■ **Records provided**
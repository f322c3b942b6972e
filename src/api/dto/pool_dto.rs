//! Pool DTOs for list and per-episode lookups.

use chrono::{DateTime, Utc};
use serde::Serialize;
use utoipa::ToSchema;

use super::common_dto::{LIST_LIMIT, LIST_PAGE};
use crate::domain::{Category, Icon, Pool, PoolStatus};

/// Pool projection.
#[derive(Debug, Clone, Serialize, ToSchema)]
#[serde(rename_all = "camelCase")]
pub struct PoolDto {
    /// Pool identifier.
    pub id: String,
    /// Episode this pool funds.
    pub event_id: String,
    /// Insured event kind.
    pub category: Category,
    /// Lifecycle status.
    pub status: PoolStatus,
    /// Display title.
    pub title: String,
    /// Longer description.
    pub description: String,
    /// Coverage rule text.
    pub coverage_condition: String,
    /// Premium amount.
    pub premium: f64,
    /// Premium currency.
    pub premium_currency: String,
    /// Maximum payout amount.
    pub max_payout: f64,
    /// Payout currency.
    pub payout_currency: String,
    /// Member count.
    pub members: u32,
    /// Sum of contributions.
    pub pool_size: f64,
    /// Funding target.
    pub pool_target: f64,
    /// When the pool ends.
    pub end_date: DateTime<Utc>,
    /// Display icon.
    pub icon: Icon,
    /// Creation timestamp.
    pub created_at: DateTime<Utc>,
    /// Last mutation timestamp.
    pub updated_at: DateTime<Utc>,
}

impl From<&Pool> for PoolDto {
    fn from(p: &Pool) -> Self {
        Self {
            id: p.id().to_string(),
            event_id: p.event_id().to_string(),
            category: p.category(),
            status: p.status(),
            title: p.title().to_string(),
            description: p.description().to_string(),
            coverage_condition: p.coverage_condition().to_string(),
            premium: p.premium().amount,
            premium_currency: p.premium().currency.clone(),
            max_payout: p.max_payout().amount,
            payout_currency: p.max_payout().currency.clone(),
            members: p.members(),
            pool_size: p.pool_size(),
            pool_target: p.pool_target(),
            end_date: p.end_date(),
            icon: p.icon(),
            created_at: p.created_at(),
            updated_at: p.updated_at(),
        }
    }
}

/// Response for `GET /api/pools`.
#[derive(Debug, Clone, Serialize, ToSchema)]
pub struct PoolsResponse {
    /// Matching pools.
    pub pools: Vec<PoolDto>,
    /// Number of matching pools.
    pub total: usize,
    /// Always 1.
    pub page: u32,
    /// Always 20.
    pub limit: u32,
}

impl PoolsResponse {
    /// Wraps `pools` in the fixed list envelope.
    #[must_use]
    pub fn new(pools: Vec<PoolDto>) -> Self {
        Self {
            total: pools.len(),
            pools,
            page: LIST_PAGE,
            limit: LIST_LIMIT,
        }
    }
}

■ **What you need to do**
Top to bottom, set down the whole listing exactly.

■ **Problem solution**
repository f322c3b942b6972e
filename src/api/dto/pool_dto.rs
//! Pool DTOs for list and per-episode lookups.

use chrono::{DateTime, Utc};
use serde::Serialize;
use utoipa::ToSchema;

use super::common_dto::{LIST_LIMIT, LIST_PAGE};
use crate::domain::{Category, Icon, Pool, PoolStatus};

/// Pool projection.
#[derive(Debug, Clone, Serialize, ToSchema)]
#[serde(rename_all = "camelCase")]
pub struct PoolDto {
    /// Pool identifier.
    pub id: String,
    /// Episode this pool funds.
    pub event_id: String,
    /// Insured event kind.
    pub category: Category,
    /// Lifecycle status.
    pub status: PoolStatus,
    /// Display title.
    pub title: String,
    /// Longer description.
    pub description: String,
    /// Coverage rule text.
    pub coverage_condition: String,
    /// Premium amount.
    pub premium: f64,
    /// Premium currency.
    pub premium_currency: String,
    /// Maximum payout amount.
    pub max_payout: f64,
    /// Payout currency.
    pub payout_currency: String,
    /// Member count.
    pub members: u32,
    /// Sum of contributions.
    pub pool_size: f64,
    /// Funding target.
    pub pool_target: f64,
    /// When the pool ends.
    pub end_date: DateTime<Utc>,
    /// Display icon.
    pub icon: Icon,
    /// Creation timestamp.
    pub created_at: DateTime<Utc>,
    /// Last mutation timestamp.
    pub updated_at: DateTime<Utc>,
}

impl From<&Pool> for PoolDto {
    fn from(p: &Pool) -> Self {
        Self {
            id: p.id().to_string(),
            event_id: p.event_id().to_string(),
            category: p.category(),
            status: p.status(),
            title: p.title().to_string(),
            description: p.description().to_string(),
            coverage_condition: p.coverage_condition().to_string(),
            premium: p.premium().amount,
            premium_currency: p.premium().currency.clone(),
            max_payout: p.max_payout().amount,
            payout_currency: p.max_payout().currency.clone(),
            members: p.members(),
            pool_size: p.pool_size(),
            pool_target: p.pool_target(),
            end_date: p.end_date(),
            icon: p.icon(),
            created_at: p.created_at(),
            updated_at: p.updated_at(),
        }
    }
}

/// Response for `GET /api/pools`.
#[derive(Debug, Clone, Serialize, ToSchema)]
pub struct PoolsResponse {
    /// Matching pools.
    pub pools: Vec<PoolDto>,
    /// Number of matching pools.
    pub total: usize,
    /// Always 1.
    pub page: u32,
    /// Always 20.
    pub limit: u32,
}

impl PoolsResponse {
    /// Wraps `pools` in the fixed list envelope.
    #[must_use]
    pub fn new(pools: Vec<PoolDto>) -> Self {
        Self {
            total: pools.len(),
            pools,
            page: LIST_PAGE,
            limit: LIST_LIMIT,
        }
    }
}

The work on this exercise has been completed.